With them, you get a compound effect: every new AI initiative stands on a stable foundation, gets to production faster, and operates with guardrails that protect the business.
The enterprises building these teams now will have 18–24 months of structural advantage over those that wait.
Frequently Asked Questions
Q1: What’s the difference between an AI platform engineering team and an MLOps team?
MLOps owns the model lifecycle. AI platform engineering is broader it adds LLM infrastructure, prompt management, developer tooling, and compliance layers that MLOps doesn’t cover.
Q2: How is this different from a Center of Excellence (COE)?
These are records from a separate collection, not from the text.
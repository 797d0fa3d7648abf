//! Instance timeline backfill.
//!
//! Keeps every habit's instance sequence gap-free from its first period
//! through today's period, so read commands never observe a missing "today"
//! instance and no explicit "create occurrence" action exists. Re-running
//! when already up to date performs zero writes.

use chrono::NaiveDate;

use crate::error::Result;
use crate::habit::{Habit, HabitInstance};
use crate::storage::HabitDb;

/// Backfill missing instances for one habit up through today's period.
///
/// Returns the number of instances created.
pub fn backfill_habit(db: &HabitDb, habit: &Habit, today: NaiveDate) -> Result<usize> {
    let mut created = 0;

    let mut last = match db.find_latest_instance(&habit.id)? {
        Some(instance) => instance.period_start,
        None => {
            let first = habit.recurrence.first_period_start(today);
            if db.insert_instance(&HabitInstance::new(habit, first))? {
                created += 1;
            }
            first
        }
    };

    // Terminates: next_period_start strictly increases toward a fixed bound.
    while last < today {
        let next = habit.recurrence.next_period_start(last);
        if db.insert_instance(&HabitInstance::new(habit, next))? {
            created += 1;
        }
        last = next;
    }

    Ok(created)
}

/// Backfill every stored habit. Runs before any instance-reading command.
pub fn backfill_all(db: &HabitDb, today: NaiveDate) -> Result<usize> {
    let mut created = 0;
    for habit in db.list_habits(None)? {
        created += backfill_habit(db, &habit, today)?;
    }
    Ok(created)
}

#[cfg(test)]
mod tests {
    use super::*;
    use crate::habit::Recurrence;
    use chrono::Duration;

    fn date(y: i32, m: u32, d: u32) -> NaiveDate {
        NaiveDate::from_ymd_opt(y, m, d).unwrap()
    }

    fn daily_habit(db: &HabitDb, name: &str) -> Habit {
        let habit = Habit::new(name, None, Recurrence::Daily);
        db.insert_habit(&habit).unwrap();
        habit
    }

    #[test]
    fn backfill_creates_first_instance_for_fresh_habit() {
        let db = HabitDb::open_memory().unwrap();
        let habit = daily_habit(&db, "Read");
        let today = date(2025, 6, 4);

        assert_eq!(backfill_habit(&db, &habit, today).unwrap(), 1);
        let instances = db.list_instances(&habit.id, None).unwrap();
        assert_eq!(instances.len(), 1);
        assert_eq!(instances[0].period_start, today);
    }

    #[test]
    fn backfill_fills_gap_up_to_today() {
        let db = HabitDb::open_memory().unwrap();
        let habit = daily_habit(&db, "Read");
        db.insert_instance(&HabitInstance::new(&habit, date(2025, 6, 1)))
            .unwrap();

        let today = date(2025, 6, 4);
        assert_eq!(backfill_habit(&db, &habit, today).unwrap(), 3);

        let starts: Vec<_> = db
            .list_instances(&habit.id, None)
            .unwrap()
            .iter()
            .map(|i| i.period_start)
            .collect();
        assert_eq!(
            starts,
            vec![
                date(2025, 6, 1),
                date(2025, 6, 2),
                date(2025, 6, 3),
                date(2025, 6, 4),
            ]
        );
    }

    #[test]
    fn backfill_is_idempotent() {
        let db = HabitDb::open_memory().unwrap();
        let habit = daily_habit(&db, "Read");
        let today = date(2025, 6, 4);

        backfill_habit(&db, &habit, today).unwrap();
        assert_eq!(backfill_habit(&db, &habit, today).unwrap(), 0);
    }

    #[test]
    fn weekly_backfill_covers_today_without_overshooting() {
        let db = HabitDb::open_memory().unwrap();
        let habit = Habit::new("Gym", None, Recurrence::Weekly { weekday: Some(0) });
        db.insert_habit(&habit).unwrap();
        // Last instance two Mondays ago; today is a Wednesday.
        db.insert_instance(&HabitInstance::new(&habit, date(2025, 5, 26)))
            .unwrap();
        let today = date(2025, 6, 4);

        backfill_habit(&db, &habit, today).unwrap();

        let latest = db.find_latest_instance(&habit.id).unwrap().unwrap();
        // The current period's Monday or the one right after today, never
        // a full period beyond it.
        assert!(latest.period_start >= today);
        assert!(latest.period_start < today + Duration::days(7));
        // Gap-free: every intermediate Monday exists.
        let starts: Vec<_> = db
            .list_instances(&habit.id, None)
            .unwrap()
            .iter()
            .map(|i| i.period_start)
            .collect();
        assert_eq!(
            starts,
            vec![date(2025, 5, 26), date(2025, 6, 2), date(2025, 6, 9)]
        );
    }

    #[test]
    fn backfill_leaves_future_first_period_alone() {
        let db = HabitDb::open_memory().unwrap();
        // Saturday-pinned habit created mid-week: the first instance is in
        // the future and backfill must not touch it.
        let habit = Habit::new("Shop", None, Recurrence::Weekly { weekday: Some(5) });
        db.insert_habit(&habit).unwrap();
        let today = date(2025, 6, 4);
        let first = habit.recurrence.first_period_start(today);
        db.insert_instance(&HabitInstance::new(&habit, first))
            .unwrap();

        assert_eq!(backfill_habit(&db, &habit, today).unwrap(), 0);
        assert_eq!(db.list_instances(&habit.id, None).unwrap().len(), 1);
    }

    #[test]
    fn backfill_all_covers_every_habit() {
        let db = HabitDb::open_memory().unwrap();
        daily_habit(&db, "Read");
        daily_habit(&db, "Meditate");
        let today = date(2025, 6, 4);

        assert_eq!(backfill_all(&db, today).unwrap(), 2);
        assert_eq!(backfill_all(&db, today).unwrap(), 0);
    }
}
A COE advises. An AI platform team builds and operates. One writes guidelines; the other owns uptime, cost, and adoption.
Q3: When should an enterprise start building this team?
When 3+ product teams are building AI features independently, or LLM spend exceeds $15K–$20K/month with no central visibility. Below that, a working group is enough.
Q4: What’s the biggest mistake companies make when standing up this team?
Placing it under a single business unit. It loses neutrality and can’t serve the whole org. Second mistake: hiring ML researchers instead of platform engineers distributed systems skills come first.
Q5: How do you measure ROI on an AI platform engineering team?
Track time-to-first-AI-feature for new teams, LLM cost per business output, production incident rate, and internal platform adoption. No improvement on these within 6 months means the roadmap needs a reset.